До Виргинского дошло, что он уже не отслеживает количество шагов: считать и одновременно думать достаточно сложно. В том, что он считает, был определенный смысл. Если сосредоточиться на счете, не так неотступно думается об унижении. На чем он, кстати, остановился? Ладно, начнем наугад:

Восемьдесят шесть, восемьдесят семь, восемьдесят восемь…

Виргинский шагал вдоль замерзшего Екатерининского канала, в сторону Невского. Без причины в такой день на улице делать явно нечего: льдистый ветер хлещет в лицо, насквозь продувает пальтецо на рыбьем меху — и все это яростно, с пронизывающей силой. В одном месте канал шел на изгиб, вместе с ним к северу изгибалась и протоптанная в снегу тропа. Справа от канала надменно высился Имперский банк, всем своим видом словно заявляя: «Тебе к моим богатствам путь заказан». С другой стороны канала, по иронии судьбы, тянулось унылое здание сиротского приюта.

Виргинский остановился, невольно задумавшись над скрытым во всем этом смыслом. Вот он, слабый, неспособный от голода даже связно думать человек. И вместе с тем ему вдруг показалось невыразимо важным задуматься над тем, что значит стоять вот так, между державным банком и приютом для сирот.

В эту минуту мимо прошаркал бродяга — еще более опустившийся, чем он сам, в рванине, под которую для тепла подложены были солома и газеты. Нищий брел почти бесшумно, возникнув словно из ниоткуда. Таких неприкаянных бедолаг по Петербургу бродило множество. Все они казались на одно лицо — один загнется, другой его сменит. Избегая смотреть на нищего, Виргинский тем не менее остановил взгляд на его обуви — точнее, на расползающихся опорках, которые были когда-то валенками.

Какое-то первозданное, на суеверии основанное чувство не дало ему взглянуть бродяге в лицо. Вспомнился читанный некогда рассказ про человека, преследуемого собственным двойником.

Дав бездомному скрыться за поворотом, Виргинский продолжил сбивчиво отсчитывать шаги. Девяносто, девяносто один…

Бродяги за поворотом не оказалось — куда-то словно канул.

Девяносто три, девяносто четыре…

Тропа вывела Виргинского к Невскому, на пятачок возле Казанского собора. Вольготная ширина проспекта вселяла неуютное чувство, сродни боязни. Казалось, несущийся ветер сейчас негодующе сдует, унесет прочь, в никуда. Место для променада здесь — только хозяевам жизни, богатым, в мехах.

Виргинский решил укрыться в колоннаде Казанского собора. Несмотря на свой атеизм, к этому месту он относился без антипатии. Подкова колоннады была подобна рукам, раскрытым для объятия, — величавость, не принуждающая падать ниц. Нечто, влекущее своей возвышенной кротостью. Человечностью веяло от этого храма, возведенного руками крепостных зодчих.

Между колоннами ветер надувал поземку, то и дело смещая тонкие слои снега или нанося новые. Созерцание путаницы следов на ступенях привело Виргинского в некое оцепенение. Он теперь не мог даже вести счет собственным шагам.

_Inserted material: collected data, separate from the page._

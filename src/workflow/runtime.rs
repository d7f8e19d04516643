use std::fmt;

use super::Environment;

/// Minutes requested per sample for joint genotyping.
pub const DEFAULT_RUNTIME_MULTIPLIER: u64 = 3;

/// Fixed overhead added to every joint-genotyping request, in minutes.
pub const DEFAULT_RUNTIME_BASE_MINUTES: u64 = 60;

const TIME_FLAG: &str = "--time";
const MINUTES_PER_HOUR: u64 = 60;
const MINUTES_PER_DAY: u64 = 24 * MINUTES_PER_HOUR;

/// Linear wall-clock model: `samples * multiplier + base` minutes.
#[derive(Debug, Clone, Copy, PartialEq, Eq)]
pub struct RuntimeModel {
    /// Minutes per sample.
    pub multiplier: u64,
    /// Base offset in minutes.
    pub base_minutes: u64,
}

impl Default for RuntimeModel {
    fn default() -> Self {
        Self {
            multiplier: DEFAULT_RUNTIME_MULTIPLIER,
            base_minutes: DEFAULT_RUNTIME_BASE_MINUTES,
        }
    }
}

impl RuntimeModel {
    /// Request for a batch of `sample_count` samples.
    pub fn request(&self, sample_count: usize) -> RuntimeRequest {
        let samples = u64::try_from(sample_count).unwrap_or(u64::MAX);
        RuntimeRequest::from_minutes(
            samples
                .saturating_mul(self.multiplier)
                .saturating_add(self.base_minutes),
        )
    }
}

/// Wall-clock request decomposed for a scheduler `--time` directive.
///
/// Displays as `MM:00`, `H:MM:00`, or `D-H:MM:00`.
#[derive(Debug, Clone, Copy, PartialEq, Eq)]
pub struct RuntimeRequest {
    /// Undecomposed request.
    pub total_minutes: u64,
    /// Whole days.
    pub days: u64,
    /// Hours left after days.
    pub hours: u64,
    /// Minutes left after hours.
    pub minutes: u64,
}

impl RuntimeRequest {
    /// Decompose a minute count.
    pub fn from_minutes(total_minutes: u64) -> Self {
        Self {
            total_minutes,
            days: total_minutes / MINUTES_PER_DAY,
            hours: (total_minutes % MINUTES_PER_DAY) / MINUTES_PER_HOUR,
            minutes: total_minutes % MINUTES_PER_HOUR,
        }
    }

    /// Rewrite scheduler parameters so the batch asks for this runtime.
    ///
    /// Any line carrying `--time` is rewritten in place. When none does and the
    /// environment has a scheduler directive prefix, a directive is appended.
    pub fn apply(&self, parameters: &[String], environment: Environment) -> Vec<String> {
        let mut replaced = false;
        let mut lines: Vec<String> = parameters
            .iter()
            .map(|line| match time_flag_at(line) {
                Some(at) => {
                    replaced = true;
                    format!("{}{TIME_FLAG} {}", &line[..at], self)
                }
                None => line.clone(),
            })
            .collect();

        if !replaced {
            if let Some(prefix) = environment.directive_prefix() {
                lines.push(format!("{prefix} {TIME_FLAG} {self}"));
            }
        }
        lines
    }
}

/// Byte offset of a `--time` flag, ignoring longer flags such as `--time-min`.
fn time_flag_at(line: &str) -> Option<usize> {
    line.match_indices(TIME_FLAG).map(|(at, _)| at).find(|&at| {
        matches!(
            line[at + TIME_FLAG.len()..].chars().next(),
            None | Some(' ' | '=')
        )
    })
}

impl fmt::Display for RuntimeRequest {
    fn fmt(&self, f: &mut fmt::Formatter<'_>) -> fmt::Result {
        if self.days > 0 {
            write!(f, "{}-{}:{:02}:00", self.days, self.hours, self.minutes)
        } else if self.hours > 0 {
            write!(f, "{}:{:02}:00", self.hours, self.minutes)
        } else {
            write!(f, "{:02}:00", self.minutes)
        }
    }
}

И все же постепенно в нем снова проснулось ощущение собственной приниженности, а вместе с тем и смутное припоминание того, как он с нею наконец разделается. Некий план, сложившийся еще в камере, если не раньше. Развязка, которую он близил самой своей жизнью. Найти бы лишь силы привести этот план в исполнение.

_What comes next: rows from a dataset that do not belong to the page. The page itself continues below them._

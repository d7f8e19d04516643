use std::fmt;

use clap::ValueEnum;

/// Execution environment the generated artifacts target.
#[derive(Debug, Clone, Copy, PartialEq, Eq, Hash, ValueEnum)]
pub enum Environment {
    /// One sbatch-ready `run.sh` per unit.
    Slurm,
    /// One swarm file per stage.
    Swarm,
    /// One `run.sh` per unit, run directly.
    Local,
    /// One aggregated shell script per stage; workflow keys are not namespaced.
    Aws,
    /// One aggregated shell script per stage.
    Gcp,
}

/// How invocation lines are packaged.
#[derive(Debug, Clone, Copy, PartialEq, Eq)]
pub enum ScriptPolicy {
    /// `{unit}.{workflow}_run.sh` per unit.
    PerUnit,
    /// One shared file per stage with the given extension.
    Aggregated {
        /// File extension without the dot.
        extension: &'static str,
    },
}

impl Environment {
    /// Script packaging for this environment.
    pub fn script_policy(self) -> ScriptPolicy {
        match self {
            Environment::Slurm | Environment::Local => ScriptPolicy::PerUnit,
            Environment::Swarm => ScriptPolicy::Aggregated { extension: "swarm" },
            Environment::Aws | Environment::Gcp => ScriptPolicy::Aggregated { extension: "sh" },
        }
    }

    /// Whether previously produced outputs are visible on the local filesystem.
    pub fn probes_outputs(self) -> bool {
        matches!(
            self,
            Environment::Slurm | Environment::Swarm | Environment::Local
        )
    }

    /// Whether input keys carry the `Workflow.` prefix.
    pub fn namespaced_keys(self) -> bool {
        !matches!(self, Environment::Aws)
    }

    /// Folder holding environment-specific runtime inputs.
    pub fn runtime_folder(self) -> &'static str {
        match self {
            Environment::Slurm | Environment::Swarm | Environment::Local => "hpc",
            Environment::Aws => "aws",
            Environment::Gcp => "gcp",
        }
    }

    /// Scheduler directive prefix used for resource requests.
    pub fn directive_prefix(self) -> Option<&'static str> {
        match self {
            Environment::Slurm => Some("#SBATCH"),
            Environment::Swarm => Some("#SWARM"),
            _ => None,
        }
    }

    /// Lowercase name as accepted on the command line.
    pub fn as_str(self) -> &'static str {
        match self {
            Environment::Slurm => "slurm",
            Environment::Swarm => "swarm",
            Environment::Local => "local",
            Environment::Aws => "aws",
            Environment::Gcp => "gcp",
        }
    }
}

impl fmt::Display for Environment {
    fn fmt(&self, f: &mut fmt::Formatter<'_>) -> fmt::Result {
        f.write_str(self.as_str())
    }
}

/// How the workflow engine will be driven.
#[derive(Debug, Clone, Copy, PartialEq, Eq, Hash, Default, ValueEnum)]
pub enum Mode {
    /// Single-workflow `run` invocations; file lists are passed by path.
    #[default]
    Run,
    /// Engine server submissions; file lists are inlined into the inputs.
    Server,
    /// AWS HealthOmics submissions; inlined lists under unprefixed keys.
    AwsOmics,
}
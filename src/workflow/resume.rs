use std::collections::HashSet;
use std::fmt;
use std::path::{Path, PathBuf};

use tracing::warn;

/// Answers whether a previously produced artifact is already on disk.
///
/// Probes are best-effort: an implementation that cannot tell must answer
/// `false` so the sub-step is recomputed.
pub trait ArtifactExistenceChecker: fmt::Debug {
    /// True when `path` exists.
    fn exists(&self, path: &Path) -> bool;
}

/// Probes the local filesystem.
#[derive(Debug, Default, Clone, Copy)]
pub struct FilesystemChecker;

impl ArtifactExistenceChecker for FilesystemChecker {
    fn exists(&self, path: &Path) -> bool {
        match path.try_exists() {
            Ok(found) => found,
            Err(err) => {
                warn!(path = %path.display(), error = %err, "artifact probe failed, recomputing");
                false
            }
        }
    }
}

/// Never finds anything; disables resume.
#[derive(Debug, Default, Clone, Copy)]
pub struct NoArtifacts;

impl ArtifactExistenceChecker for NoArtifacts {
    fn exists(&self, _path: &Path) -> bool {
        false
    }
}

/// A fixed set of artifacts, for dry runs and tests.
#[derive(Debug, Default, Clone)]
pub struct KnownArtifacts {
    paths: HashSet<PathBuf>,
}

impl KnownArtifacts {
    /// Record an artifact.
    pub fn insert<P: Into<PathBuf>>(&mut self, path: P) {
        self.paths.insert(path.into());
    }
}

impl<P: Into<PathBuf>> FromIterator<P> for KnownArtifacts {
    fn from_iter<I: IntoIterator<Item = P>>(iter: I) -> Self {
        Self {
            paths: iter.into_iter().map(Into::into).collect(),
        }
    }
}

impl ArtifactExistenceChecker for KnownArtifacts {
    fn exists(&self, path: &Path) -> bool {
        self.paths.contains(path)
    }
}

#[cfg(test)]
mod tests {
    use super::*;

    #[test]
    fn filesystem_checker_sees_real_files() {
        let dir = tempfile::tempdir().unwrap();
        let file = dir.path().join("S1.bam");
        assert!(!FilesystemChecker.exists(&file));
        std::fs::write(&file, b"").unwrap();
        assert!(FilesystemChecker.exists(&file));
        assert!(!NoArtifacts.exists(&file));
    }

    #[test]
    fn known_artifacts_match_exact_paths() {
        let known: KnownArtifacts = ["results/fq2bam/S1/S1.bam"].into_iter().collect();
        assert!(known.exists(Path::new("results/fq2bam/S1/S1.bam")));
        assert!(!known.exists(Path::new("results/fq2bam/S2/S2.bam")));
    }
}
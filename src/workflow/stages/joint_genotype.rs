use std::fs;
use std::path::PathBuf;

use serde_json::Value;
use tracing::info;

use super::{path_value, unexpected_unit, Caller, WorkUnit, WorkflowStage};
use crate::workflow::{
    Field, Mode, RuntimeModel, StageContext, SubstitutionContract, WorkflowError,
    WorkflowInstance,
};

const CALLER: Field = Field::substituted("caller");
const GLNEXUS_CONFIG: Field = Field::substituted("glnexusConfig");
const VARIANT_FOF: Field = Field::substituted("variantFOF");
const CALLED_VARIANTS: Field = Field::substituted("calledVariants");
const GLNEXUS_RUNTIME_ATTRIBUTES: Field = Field::optional("glnexusRuntimeAttributes");

static CONTRACT: SubstitutionContract = SubstitutionContract::new(
    "JointGenotype",
    &[
        CALLER,
        GLNEXUS_CONFIG,
        VARIANT_FOF,
        CALLED_VARIANTS,
        GLNEXUS_RUNTIME_ATTRIBUTES,
    ],
);

/// GLnexus joint genotyping of every sample's gVCFs, one unit per caller.
#[derive(Debug, Clone)]
pub struct JointGenotypeStage {
    samples: Vec<String>,
    strelka_glnexus_config: String,
    runtime: RuntimeModel,
}

impl JointGenotypeStage {
    /// Stage over `samples`; strelka2 uses the GLnexus YAML at `strelka_glnexus_config`.
    pub fn new<I, S>(samples: I, strelka_glnexus_config: impl Into<String>) -> Self
    where
        I: IntoIterator<Item = S>,
        S: Into<String>,
    {
        Self {
            samples: samples.into_iter().map(Into::into).collect(),
            strelka_glnexus_config: strelka_glnexus_config.into(),
            runtime: RuntimeModel::default(),
        }
    }

    /// Replace the wall-clock model.
    pub fn with_runtime_model(mut self, runtime: RuntimeModel) -> Self {
        self.runtime = runtime;
        self
    }

    fn glnexus_config(&self, caller: Caller) -> &str {
        match caller {
            Caller::DeepVariant => "DeepVariant",
            Caller::HaplotypeCaller => "gatk",
            Caller::Strelka2 => &self.strelka_glnexus_config,
        }
    }

    /// `{inputs_dir}/{project}.{run_id}.{caller}_vcf_files.txt`
    fn gvcf_list_path(&self, caller: Caller, ctx: &StageContext<'_>) -> PathBuf {
        let settings = ctx.settings();
        ctx.inputs_dir().join(format!(
            "{}.{}.{}_vcf_files.txt",
            settings.project,
            settings.run_id,
            caller.as_str()
        ))
    }

    fn gvcfs(&self, caller: Caller, ctx: &StageContext<'_>) -> Vec<String> {
        self.samples
            .iter()
            .map(|sample| ctx.output_path(caller.gvcf(sample)).display().to_string())
            .collect()
    }
}

impl WorkflowStage for JointGenotypeStage {
    fn name(&self) -> &'static str {
        "joint_genotype"
    }

    fn log_namespace(&self) -> &'static str {
        "joint-genotype"
    }

    fn contract(&self) -> &'static SubstitutionContract {
        &CONTRACT
    }

    fn work_units(&self, _ctx: &StageContext<'_>) -> Vec<WorkUnit> {
        Caller::ALL.into_iter().map(WorkUnit::Caller).collect()
    }

    fn runtime_parameters(&self, base: &[String], ctx: &StageContext<'_>) -> Vec<String> {
        let request = self.runtime.request(self.samples.len());
        info!(samples = self.samples.len(), runtime = %request, "joint genotype runtime request");
        request.apply(base, ctx.environment())
    }

    /// In `run` mode, write one gVCF file-of-files per caller.
    fn prepare(&self, ctx: &StageContext<'_>) -> Result<(), WorkflowError> {
        if self.strelka_glnexus_config.trim().is_empty() {
            return Err(WorkflowError::Config(
                "joint genotyping needs a GLnexus config for strelka2".to_string(),
            ));
        }
        if ctx.mode() != Mode::Run {
            return Ok(());
        }
        for caller in Caller::ALL {
            let path = self.gvcf_list_path(caller, ctx);
            let mut contents = String::new();
            for gvcf in self.gvcfs(caller, ctx) {
                contents.push_str(&gvcf);
                contents.push('\n');
            }
            fs::write(&path, contents).map_err(|source| WorkflowError::Io { path, source })?;
        }
        Ok(())
    }

    fn configure(
        &self,
        instance: &mut WorkflowInstance,
        unit: &WorkUnit,
        ctx: &StageContext<'_>,
    ) -> Result<(), WorkflowError> {
        let WorkUnit::Caller(caller) = unit else {
            return Err(unexpected_unit(self.name(), unit));
        };
        let caller = *caller;
        instance.set(&CALLER, caller.as_str());
        instance.set(&GLNEXUS_CONFIG, self.glnexus_config(caller));

        match ctx.mode() {
            Mode::Run => {
                instance.set(&VARIANT_FOF, path_value(&self.gvcf_list_path(caller, ctx)));
                instance.clear(&CALLED_VARIANTS);
            }
            Mode::Server => {
                instance.set(&CALLED_VARIANTS, self.gvcfs(caller, ctx));
                instance.clear(&VARIANT_FOF);
            }
            Mode::AwsOmics => {
                instance.update_input(
                    CALLED_VARIANTS.name(),
                    Some(Value::from(self.gvcfs(caller, ctx))),
                );
                instance.update_input(VARIANT_FOF.name(), None);
            }
        }

        if let Some(Value::Object(attributes)) = instance.get_mut(&GLNEXUS_RUNTIME_ATTRIBUTES) {
            let request = self.runtime.request(self.samples.len());
            attributes.insert("runtimeMinutes".into(), Value::from(request.total_minutes));
        }
        Ok(())
    }
}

Только что это за план — придется повременить, прежде чем вспомнить. А пока:

Раз, два, три…

Он двинулся вдоль колоннады.

Нет, это не рассудок притупился. Просто голод. Найти бы лишь выход из всего этого — голода, униженности, на какую они его обрекали. А, вот оно. Вспомнилось. Вот почему он сейчас на Невском: покончить наконец с голодом.

Четыре, пять, шесть…

Незаметно для себя он шел сейчас по цепочке чьих-то следов — судя по всему, наиболее свежих, но не вполне разборчивых; толком не понять, где здесь пятка, а где носок. Иногда следы переходили в продолговатые чиркающие линии, будто прохожий пробовал скользить или подволакивал то одну, то другую ногу. Виргинский огляделся, но никого не приметил. И все равно ощущение такое, будто он здесь не один. Словно чье-то присутствие угадывалось в проплывающей мимо череде колонн.

Семь, восемь, девять…

И тут он увидел его — того самого бесприютного нищего, что проходил возле канала; сгорбленную фигуру, вкрадчиво скользящую меж колонн.

«С каким проворством он движется, — подумал Виргинский. — А по виду так совсем доходяга, еще хуже меня».

Впрочем, не это выгнало Виргинского из уютного безветрия соборной колоннады. Просто ему невыносимо было терпеть близость — пусть и умозрительную — этого бродяги. Она вселяла невольный ужас. Виргинский проникся вдруг уверенностью, что стоит этого нищего нагнать и взглянуть ему в лицо, как он непременно узнает в нем самого себя.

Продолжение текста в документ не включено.